INPUT DATA below:

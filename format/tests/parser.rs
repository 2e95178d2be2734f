// SPDX-FileCopyrightText: 2025-2026 Zexin Yuan <aim@yzx9.xyz>
//
// SPDX-License-Identifier: Apache-2.0

use hdaycal_format::{
    EventKind, Flag, ParseWarningKind, collapse_type_flags, is_valid_date, normalize_event_flags,
    parse, parse_prefix_flags, parse_with_warnings,
};
use jiff::civil::{Weekday, date};

#[test]
fn date_validity_boundaries() {
    assert!(is_valid_date("2024/02/29"));
    assert!(is_valid_date("2025/12/31"));
    assert!(is_valid_date("2000/02/29"));

    for bad in [
        "2023/02/29",
        "1900/02/29",
        "2025/04/31",
        "2025/12/32",
        "2025/13/01",
        "2025/00/10",
        "2025-12-18",
        "2025/1/01",
        " 2025/01/01",
        "",
    ] {
        assert!(!is_valid_date(bad), "{bad} should be rejected");
    }
}

#[test]
fn out_of_range_weekdays_are_unknown() {
    let parsed = parse_with_warnings("d0\nd8\nd7");
    assert!(parsed.events[0].is_unknown());
    assert!(parsed.events[1].is_unknown());
    assert_eq!(
        parsed.events[2].kind,
        EventKind::Weekly {
            weekday: Weekday::Sunday
        }
    );
    let kinds: Vec<_> = parsed.warnings.iter().map(|w| (w.line, &w.kind)).collect();
    assert_eq!(
        kinds,
        [
            (1, &ParseWarningKind::UnrecognizedLine),
            (2, &ParseWarningKind::UnrecognizedLine)
        ]
    );
}

#[test]
fn crlf_matches_lf() {
    let lf = parse("b2025/01/10 # Trip\nd3\n");
    let crlf = parse("b2025/01/10 # Trip\r\nd3\r\n");
    assert_eq!(lf, crlf);
}

#[test]
fn letters_are_case_insensitive() {
    let events = parse("BA2025/06/02\nD1B");
    assert_eq!(events[0].start(), Some(date(2025, 6, 2)));
    assert!(events[0].flags.contains(Flag::Business));
    assert!(events[0].flags.contains(Flag::HalfAm));
    assert_eq!(events[1].weekday(), Some(Weekday::Monday));
    assert!(events[1].flags.contains(Flag::Business));
}

#[test]
fn normalization_is_idempotent() {
    let inputs: [&[Flag]; 5] = [
        &[],
        &[Flag::HalfAm],
        &[Flag::Business, Flag::Business, Flag::NoFly],
        &[Flag::Other, Flag::Ill, Flag::Holiday],
        &[Flag::Holiday, Flag::Holiday],
    ];
    for flags in inputs {
        let once = normalize_event_flags(flags);
        assert_eq!(normalize_event_flags(&once), once);

        let collapsed = collapse_type_flags(flags);
        assert_eq!(collapse_type_flags(&collapsed), collapsed);
    }
}

#[test]
fn prefix_flags_get_the_holiday_default() {
    assert_eq!(parse_prefix_flags("").as_slice(), [Flag::Holiday]);
    assert_eq!(parse_prefix_flags("wn").as_slice(), [Flag::Onsite, Flag::NoFly, Flag::Holiday]);
    assert_eq!(parse_prefix_flags("zb").as_slice(), [Flag::Business]);
}
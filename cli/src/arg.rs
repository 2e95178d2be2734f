// SPDX-FileCopyrightText: 2025-2026 Zexin Yuan <aim@yzx9.xyz>
//
// SPDX-License-Identifier: Apache-2.0

use std::path::PathBuf;

use clap::{Arg, ArgMatches, ValueHint, arg, value_parser};
use clap_num::number_range;

/// The output format for commands
#[derive(Debug, Clone, Copy, PartialEq, Eq, clap::ValueEnum)]
pub enum OutputFormat {
    Json,
    Table,
}

#[derive(Debug, Clone, Copy)]
pub struct CommonArgs;

impl CommonArgs {
    pub fn file() -> Arg {
        arg!([FILE] "Path to the hday file, defaults to `core.hday_path` from the config")
            .value_parser(value_parser!(PathBuf))
            .value_hint(ValueHint::FilePath)
    }

    pub fn get_file(matches: &ArgMatches) -> Option<PathBuf> {
        matches.get_one("FILE").cloned()
    }

    pub fn output_format() -> Arg {
        arg!(--"output-format" <FORMAT> "Output format")
            .value_parser(value_parser!(OutputFormat))
            .default_value("table")
    }

    pub fn get_output_format(matches: &ArgMatches) -> OutputFormat {
        matches
            .get_one("output-format")
            .copied()
            .unwrap_or(OutputFormat::Table)
    }
}

#[derive(Debug, Clone, Copy)]
pub struct CalendarArgs;

impl CalendarArgs {
    pub fn year() -> Arg {
        fn from_1_to_9999(s: &str) -> Result<i16, String> {
            number_range(s, 1, 9999)
        }

        arg!(-y --year <YEAR> "Calendar year, defaults to the current year")
            .value_parser(from_1_to_9999)
    }

    pub fn get_year(matches: &ArgMatches) -> Option<i16> {
        matches.get_one("year").copied()
    }

    pub fn month() -> Arg {
        fn from_1_to_12(s: &str) -> Result<i8, String> {
            number_range(s, 1, 12)
        }

        arg!(-m --month <MONTH> "Month of the year (1-12), defaults to the current month")
            .value_parser(from_1_to_12)
    }

    pub fn get_month(matches: &ArgMatches) -> Option<i8> {
        matches.get_one("month").copied()
    }
}

/// Today in the system time zone.
pub fn today() -> jiff::civil::Date {
    jiff::Zoned::now().date()
}
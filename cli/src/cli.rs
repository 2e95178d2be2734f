// SPDX-FileCopyrightText: 2025-2026 Zexin Yuan <aim@yzx9.xyz>
//
// SPDX-License-Identifier: Apache-2.0

use std::{error::Error, ffi::OsString, path::PathBuf, process::ExitCode};

use clap::{ArgMatches, Command, ValueHint, arg, builder::styling, crate_version, value_parser};
use colored::Colorize;
use hdaycal_core::APP_NAME;
use tracing_subscriber::EnvFilter;

use crate::cmd_check::CmdCheck;
use crate::cmd_fmt::CmdFmt;
use crate::cmd_generate_completion::CmdGenerateCompletion;
use crate::cmd_list::CmdList;
use crate::cmd_month::CmdMonth;
use crate::cmd_stats::CmdStats;
use crate::config::parse_config;

/// Run the hdaycal command-line interface.
pub fn run() -> ExitCode {
    init_tracing();
    let result = Cli::parse().and_then(Cli::run);
    match result {
        Ok(()) => ExitCode::SUCCESS,
        Err(e) => {
            eprintln!("{} {}", "Error:".red(), e);
            ExitCode::FAILURE
        }
    }
}

/// Logs go to stderr, filtered by `RUST_LOG` and defaulting to warnings.
fn init_tracing() {
    let filter = EnvFilter::try_from_default_env().unwrap_or_else(|_| EnvFilter::new("warn"));
    tracing_subscriber::fmt()
        .with_env_filter(filter)
        .with_writer(std::io::stderr)
        .init();
}

/// Command-line interface
#[derive(Debug)]
pub struct Cli {
    /// Path to the configuration file
    pub config: Option<PathBuf>,

    /// The command to execute
    pub command: Commands,
}

impl Cli {
    /// Create the command-line interface
    pub fn command() -> Command {
        const STYLES: styling::Styles = styling::Styles::styled()
            .header(styling::AnsiColor::Green.on_default().bold())
            .usage(styling::AnsiColor::Green.on_default().bold())
            .literal(styling::AnsiColor::Blue.on_default().bold())
            .placeholder(styling::AnsiColor::Cyan.on_default());

        Command::new(APP_NAME)
            .about("Plan vacations and absences in plain-text hday files.")
            .author("Zexin Yuan <aim@yzx9.xyz>")
            .version(crate_version!())
            .styles(STYLES)
            .subcommand_required(true)
            .arg_required_else_help(true)
            .arg(
                arg!(-c --config [CONFIG] "Path to the configuration file")
                    .long_help(
                        "\
Path to the configuration file. Defaults to $HDAYCAL_CONFIG, then \
$XDG_CONFIG_HOME/hdaycal/config.toml on Linux and MacOS, %APPDATA%/hdaycal/config.toml on Windows.",
                    )
                    .value_parser(value_parser!(PathBuf))
                    .value_hint(ValueHint::FilePath)
                    .global(true),
            )
            .subcommand(CmdCheck::command())
            .subcommand(CmdFmt::command())
            .subcommand(CmdList::command())
            .subcommand(CmdMonth::command())
            .subcommand(CmdStats::command())
            .subcommand(CmdGenerateCompletion::command())
    }

    /// Parse the command-line arguments
    pub fn parse() -> Result<Self, Box<dyn Error>> {
        let commands = Self::command();
        let matches = commands.get_matches();
        Self::from(&matches)
    }

    /// Parse the specified arguments
    pub fn try_parse_from<I, T>(args: I) -> Result<Self, Box<dyn Error>>
    where
        I: IntoIterator<Item = T>,
        T: Into<OsString> + Clone,
    {
        let commands = Self::command();
        let matches = commands.try_get_matches_from(args)?;
        Self::from(&matches)
    }

    /// Create a CLI instance from the `ArgMatches`
    pub fn from(matches: &ArgMatches) -> Result<Self, Box<dyn Error>> {
        let command = match matches.subcommand() {
            Some((CmdCheck::NAME, matches)) => Commands::Check(CmdCheck::from(matches)),
            Some((CmdFmt::NAME, matches)) => Commands::Fmt(CmdFmt::from(matches)),
            Some((CmdList::NAME, matches)) => Commands::List(CmdList::from(matches)),
            Some((CmdMonth::NAME, matches)) => Commands::Month(CmdMonth::from(matches)),
            Some((CmdStats::NAME, matches)) => Commands::Stats(CmdStats::from(matches)),
            Some((CmdGenerateCompletion::NAME, matches)) => {
                Commands::GenerateCompletion(CmdGenerateCompletion::from(matches))
            }
            Some((name, _)) => return Err(format!("Unknown command: {name}").into()),
            None => return Err("No command given, see --help".into()),
        };

        let config = matches.get_one("config").cloned();
        Ok(Cli { config, command })
    }

    /// Run the command
    pub fn run(self) -> Result<(), Box<dyn Error>> {
        self.command.run(self.config)
    }
}

/// The commands available in the CLI
#[derive(Debug, Clone)]
pub enum Commands {
    /// Check a file for problems
    Check(CmdCheck),

    /// Rewrite a file in canonical form
    Fmt(CmdFmt),

    /// List events
    List(CmdList),

    /// Show the days of a month
    Month(CmdMonth),

    /// Yearly statistics
    Stats(CmdStats),

    /// Generate shell completion
    GenerateCompletion(CmdGenerateCompletion),
}

impl Commands {
    /// Run the command with the given configuration
    pub fn run(self, config: Option<PathBuf>) -> Result<(), Box<dyn Error>> {
        if let Self::GenerateCompletion(a) = self {
            return a.run();
        }

        tracing::debug!("parsing configuration...");
        let config = parse_config(config)?;
        match self {
            Self::Check(a) => a.run(&config),
            Self::Fmt(a) => a.run(&config),
            Self::List(a) => a.run(&config),
            Self::Month(a) => a.run(&config),
            Self::Stats(a) => a.run(&config),
            Self::GenerateCompletion(a) => a.run(),
        }
    }
}
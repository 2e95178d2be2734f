// SPDX-FileCopyrightText: 2025-2026 Zexin Yuan <aim@yzx9.xyz>
//
// SPDX-License-Identifier: Apache-2.0

//! Command-line interface for hday files.

mod arg;
mod cli;
mod cmd_check;
mod cmd_fmt;
mod cmd_generate_completion;
mod cmd_list;
mod cmd_month;
mod cmd_stats;
mod config;
mod event_formatter;
mod io;
mod table;

pub use crate::cli::{Cli, Commands, run};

End of INPUT DATA.

BRIEF:
Could you set down, exactly as written, the lines above between the one holding "fn from_1_to_9999(s: &str)" and the one holding "pub struct Cli", inclusive, and nothing more?

EXERCISE RESULT:
        fn from_1_to_9999(s: &str) -> Result<i16, String> {
            number_range(s, 1, 9999)
        }

        arg!(-y --year <YEAR> "Calendar year, defaults to the current year")
            .value_parser(from_1_to_9999)
    }

    pub fn get_year(matches: &ArgMatches) -> Option<i16> {
        matches.get_one("year").copied()
    }

    pub fn month() -> Arg {
        fn from_1_to_12(s: &str) -> Result<i8, String> {
            number_range(s, 1, 12)
        }

        arg!(-m --month <MONTH> "Month of the year (1-12), defaults to the current month")
            .value_parser(from_1_to_12)
    }

    pub fn get_month(matches: &ArgMatches) -> Option<i8> {
        matches.get_one("month").copied()
    }
}

/// Today in the system time zone.
pub fn today() -> jiff::civil::Date {
    jiff::Zoned::now().date()
}
filename cli/src/cli.rs
repository 2e95178d2be2734f
// SPDX-FileCopyrightText: 2025-2026 Zexin Yuan <aim@yzx9.xyz>
//
// SPDX-License-Identifier: Apache-2.0

use std::{error::Error, ffi::OsString, path::PathBuf, process::ExitCode};

use clap::{ArgMatches, Command, ValueHint, arg, builder::styling, crate_version, value_parser};
use colored::Colorize;
use hdaycal_core::APP_NAME;
use tracing_subscriber::EnvFilter;

use crate::cmd_check::CmdCheck;
use crate::cmd_fmt::CmdFmt;
use crate::cmd_generate_completion::CmdGenerateCompletion;
use crate::cmd_list::CmdList;
use crate::cmd_month::CmdMonth;
use crate::cmd_stats::CmdStats;
use crate::config::parse_config;

/// Run the hdaycal command-line interface.
pub fn run() -> ExitCode {
    init_tracing();
    let result = Cli::parse().and_then(Cli::run);
    match result {
        Ok(()) => ExitCode::SUCCESS,
        Err(e) => {
            eprintln!("{} {}", "Error:".red(), e);
            ExitCode::FAILURE
        }
    }
}

/// Logs go to stderr, filtered by `RUST_LOG` and defaulting to warnings.
fn init_tracing() {
    let filter = EnvFilter::try_from_default_env().unwrap_or_else(|_| EnvFilter::new("warn"));
    tracing_subscriber::fmt()
        .with_env_filter(filter)
        .with_writer(std::io::stderr)
        .init();
}

/// Command-line interface
#[derive(Debug)]
pub struct Cli {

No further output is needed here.